Bill McGuire's book Waking the Giant: How a Changing Climate Triggers Earthquakes, Tsunamis, and Volcanoes is an edge-of-your-seat science tour and wake-up call.
McGuire, professor of geophysical and climate hazards at University College London, underscores the testimony of scientist Richard Alley to the House of Representatives in 2010, warning that a critical tipping point may be reached within 10 years and that "what is going on in the Arctic right now is the biggest and fastest thing nature has ever done."
Is fast so bad? Based on Earth's history and on emerging studies of surface reactions, McGuire's informed guess is yes.
We've been warned that ice melt leads to a rise in the level of the ocean, but McGuire's sobering data shows how ice melt also causes the redistribution of weight on the lithosphere, the rocky crust of the planet. The loss of ice weight on land causes a spring-back motion, comparable to a sofa cushion rising just after the person sitting there has gotten off the couch. This "post-glacial rebound," as scientists call it, has been historically linked to earthquakes up to magnitude 7. And earthquakes that trigger landslides, writes McGuire, in "a watery environment can produce tsunamis . . . destructive and lethal many thousands of kilometers from their source."

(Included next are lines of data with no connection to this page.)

//! Configuration parsing and validation.
//!
//! Configuration comes from a YAML file (with environment variable
//! interpolation) or, when no file is given, directly from the environment
//! variables the deployment contract recognizes: `BUCKET_PATH`,
//! `MAX_MESSAGES`, `FEED_ENDPOINT` and `WANTED_COLLECTIONS`.

mod vars;

use serde::{Deserialize, Serialize};
use snafu::prelude::*;
use std::collections::HashMap;
use std::path::Path;

use crate::error::{
    ConfigError, EmptyStorePathSnafu, InvalidMaxMessagesSnafu, MissingBucketPathSnafu,
    ReadFileSnafu, YamlParseSnafu, ZeroBatchThresholdSnafu,
};

/// Main configuration structure for the ingestor.
#[derive(Debug, Clone, Serialize, Deserialize)]
pub struct Config {
    pub store: StoreConfig,
    /// Feed connection settings (optional, defaults to the public jetstream).
    #[serde(default)]
    pub feed: FeedConfig,
    /// Batch and staging settings (optional).
    #[serde(default)]
    pub ingest: IngestConfig,
    /// Metrics configuration (optional, enabled by default).
    #[serde(default)]
    pub metrics: MetricsConfig,
}

/// Durable store configuration.
#[derive(Debug, Clone, Serialize, Deserialize)]
pub struct StoreConfig {
    /// Store location and key prefix for exported chunks.
    /// Examples: "s3://bucket/jetstream", "gs://bucket/jetstream", "/local/chunks"
    pub path: String,

    /// Storage options (credentials, region, etc.)
    #[serde(default)]
    pub storage_options: HashMap<String, String>,
}

/// Feed subscription configuration.
#[derive(Debug, Clone, Serialize, Deserialize)]
pub struct FeedConfig {
    /// WebSocket endpoint of the feed.
    #[serde(default = "default_feed_endpoint")]
    pub endpoint: String,

    /// Collection filter passed as `wantedCollections`.
    #[serde(default = "default_wanted_collections")]
    pub wanted_collections: String,

    /// Seconds to wait for a single receive before treating the batch as
    /// complete (default: 30). Keeps a stalled feed from blocking the loop.
    #[serde(default = "default_read_timeout_secs")]
    pub read_timeout_secs: u64,
}

impl Default for FeedConfig {
    fn default() -> Self {
        Self {
            endpoint: default_feed_endpoint(),
            wanted_collections: default_wanted_collections(),
            read_timeout_secs: default_read_timeout_secs(),
        }
    }
}

fn default_feed_endpoint() -> String {
    "wss://jetstream1.us-east.bsky.network".to_string()
}

fn default_wanted_collections() -> String {
    "app.*".to_string()
}

fn default_read_timeout_secs() -> u64 {
    30
}

/// Batch collection and staging configuration.
#[derive(Debug, Clone, Serialize, Deserialize)]
pub struct IngestConfig {
    /// Batch size threshold (default: 1000). A cycle that collects fewer
    /// events than this is treated as "no more data".
    #[serde(default = "default_max_messages")]
    pub max_messages: usize,

    /// Directory for per-cycle scratch files (spool, csv, gz).
    #[serde(default = "default_staging_dir")]
    pub staging_dir: String,

    /// Cursor to start from when the store holds no chunks yet.
    #[serde(default)]
    pub seed_cursor: Option<String>,

    /// Start from the live tip of the feed when the store holds no chunks
    /// and no seed cursor is configured (default: false, i.e. halt).
    #[serde(default)]
    pub from_live_tip: bool,
}

impl Default for IngestConfig {
    fn default() -> Self {
        Self {
            max_messages: default_max_messages(),
            staging_dir: default_staging_dir(),
            seed_cursor: None,
            from_live_tip: false,
        }
    }
}

fn default_max_messages() -> usize {
    1000
}

fn default_staging_dir() -> String {
    std::env::temp_dir()
        .join("gale")
        .to_string_lossy()
        .into_owned()
}

/// Metrics configuration for Prometheus endpoint.
#[derive(Debug, Clone, Serialize, Deserialize)]
pub struct MetricsConfig {
    /// Whether metrics collection is enabled (default: true).
    #[serde(default = "default_metrics_enabled")]
    pub enabled: bool,
    /// Address to bind the metrics HTTP server (default: "0.0.0.0:9090").
    #[serde(default = "default_metrics_address")]
    pub address: String,
}

impl Default for MetricsConfig {
    fn default() -> Self {
        Self {
            enabled: default_metrics_enabled(),
            address: default_metrics_address(),
        }
    }
}

fn default_metrics_enabled() -> bool {
    true
}

fn default_metrics_address() -> String {
    "0.0.0.0:9090".to_string()
}

impl Config {
    /// Load configuration from a YAML file with env interpolation.
    pub fn from_file(path: impl AsRef<Path>) -> Result<Self, ConfigError> {
        let content = std::fs::read_to_string(path.as_ref()).context(ReadFileSnafu)?;
        let content = vars::interpolate(&content)?;

        let config: Config = serde_yaml::from_str(&content).context(YamlParseSnafu)?;
        config.validate()?;
        Ok(config)
    }

    /// Build configuration from environment variables alone.
    ///
    /// `BUCKET_PATH` is required; everything else falls back to defaults.
    pub fn from_env() -> Result<Self, ConfigError> {
        let path = std::env::var("BUCKET_PATH").context(MissingBucketPathSnafu)?;

        let max_messages = match std::env::var("MAX_MESSAGES") {
            Ok(value) => value.parse().context(InvalidMaxMessagesSnafu)?,
            Err(_) => default_max_messages(),
        };

        let mut feed = FeedConfig::default();
        if let Ok(endpoint) = std::env::var("FEED_ENDPOINT") {
            feed.endpoint = endpoint;
        }
        if let Ok(collections) = std::env::var("WANTED_COLLECTIONS") {
            feed.wanted_collections = collections;
        }

        let config = Config {
            store: StoreConfig {
                path,
                storage_options: HashMap::new(),
            },
            feed,
            ingest: IngestConfig {
                max_messages,
                ..IngestConfig::default()
            },
            metrics: MetricsConfig::default(),
        };
        config.validate()?;
        Ok(config)
    }

    /// Validate the configuration.
    fn validate(&self) -> Result<(), ConfigError> {
        ensure!(!self.store.path.is_empty(), EmptyStorePathSnafu);
        ensure!(self.ingest.max_messages > 0, ZeroBatchThresholdSnafu);
        Ok(())
    }
}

And then there are volcanoes. As all this weight is being shifted around and temperatures changing, those volcanoes already primed for a blast are sensitive "to even small changes in the environment." Yet even the nonprimed volcanoes can be triggered by weather events, through interrelationships and "feedback loops" quite complex and still under study.
Recent findings by volcanologists suggest that the weight of sustained rises in sea level redistributed from ice melt to the base of volcanoes creates enough pressure to potentially "promote expulsion of magma" or cause volcanic flanks to collapse. (Mount St. Helens exploded from flank collapse in 1981.)
Just as volcanic eruptions can be triggered by climate change, these eruptions in turn can contribute to further climate changes with gasses, heat and ash spewed from below. McGuire—with the caution characteristic of scientists and Brits alike—does not claim simple cause and effect but does assert that it would be "astonishing" if rapid climate change did not modify the "picture of global volcanic activity."
McGuire aligns himself with Alley's testimony to the (apparently deaf) Congress. We are, McGuire claims, "loading the dice in favor of increased geological mayhem at a time when we can most do without it." Our future outlook is grim, he warns, unless "there is a dramatic and completely unexpected turn around in the way in which the human race manages itself and the planet."